SEM PRODUÇÃO DE PROVAS
O delegado concluiu que há duas versões opostas sobre o caso: a de que o governo tomou providências para apurar as irregularidades, e a de que não agiu. Por outro lado, não foi possível produzir provas para atestar qual é a verdadeira. O delegado reconheceu que Bolsonaro não acionou a PF naquele momento, mas relatos de ex-integrantes do Ministério da Saúde apontam que a pasta foi comunicada pelo presidente para averiguar a denúncia: “Não é aceitável, face à impossibilidade de produção de prova concreta sobre tal circunstância, optar por uma das versões.”

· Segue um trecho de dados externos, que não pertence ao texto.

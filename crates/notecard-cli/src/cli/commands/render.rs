//! `notecard render`: one document to one PNG, offline from the server.

use std::path::Path;
use std::sync::Arc;

use anyhow::{Context, Result};
use notecard::logging;
use notecard::pipeline::render_document;
use notecard::source::ContentDocument;
use notecard_core::assets::Assets;
use notecard_core::config::Config;
use notecard_core::media::HttpImageFetcher;
use notecard_core::{PreviewRenderer, PreviewStyle};
use tokio_util::sync::CancellationToken;

pub async fn run(config: &Config, input: &Path, output: &Path, style: Option<&str>) -> Result<()> {
    let _log_guard = logging::init(&config.logging)?;

    let raw = tokio::fs::read_to_string(input)
        .await
        .with_context(|| format!("read {}", input.display()))?;
    let document = ContentDocument::from_json(&raw)
        .with_context(|| format!("load {}", input.display()))?;

    let assets = Assets::embedded().context("load embedded assets")?;
    let fetcher = HttpImageFetcher::new(&config.fetch).context("build image fetcher")?;
    let renderer = PreviewRenderer::new(Arc::new(assets), fetcher);

    let style = PreviewStyle::from_token(style);
    let result = render_document(
        &renderer,
        &document,
        style,
        &config.scorecard.brand,
        &CancellationToken::new(),
    )
    .await
    .context("render preview")?;
    let (width, height) = result.image.dimensions();
    let overflowed = result.overflowed;
    let png = result.into_png().await.context("encode preview")?;

    tokio::fs::write(output, &png)
        .await
        .with_context(|| format!("write {}", output.display()))?;

    println!("Wrote {} ({width}x{height})", output.display());
    if overflowed {
        println!("Content did not fit; the card fades out at the bottom.");
    }
    Ok(())
}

Integrantes da CPI da Covid que fazem oposição ao governo reagiram no Twitter. Randolfe escreveu: “Não bastasse desmoralizar as instituições, agora Bolsonaro esculhamba a Polícia Federal. Precisamos tirar esse maloqueiro da Presidência esse ano! Vamos pedir a convocação do Ministro da Justiça e do diretor da PF para prestar esclarecimentos no Senado.”
Renan também contestou a conclusão da Polícia Federal: “Um delegado da PF subverteu a Lei ao afirmar que não é dever funcional do Presidente comunicar crimes. Os irmãos Miranda mostraram provas contra Bolsonaro por prevaricação na vacina da Covaxin. Esdrúxulo: o delegado confirma o crime, mas isenta a obrigação de agir de Bolsonaro.”
Alessandro Vieira (Cidadania-ES), que integrou CPI, e Fabiano Contarato (PT-ES), que não era membro da comissão, mas participava das reuniões, também contestaram o relatório. Os dois já foram delegados da Polícia Civil.
Entre os aliados de Bolsonaro, o tom foi outro. Para o senador Marcos Rogério (DEM-RO), que integrou a CPI, houve espetacularização dos trabalhos da comissão:
— Na CPI trataram (o caso) como um grande escândalo, mas eram acusações vazias, sem provas.
No relatório, o delegado informou que tomou várias providências. Solicitou e recebeu dos órgãos de controle cópias de procedimentos de fiscalização do contrato. Também foi feita uma perícia no WhatsApp do deputado Luís Miranda. Recebeu ainda cópias de depoimentos prestados na CPI e ouviu sete pessoas, entre elas Luis Miranda e o ex-ministro da Saúde Eduardo Pazuello.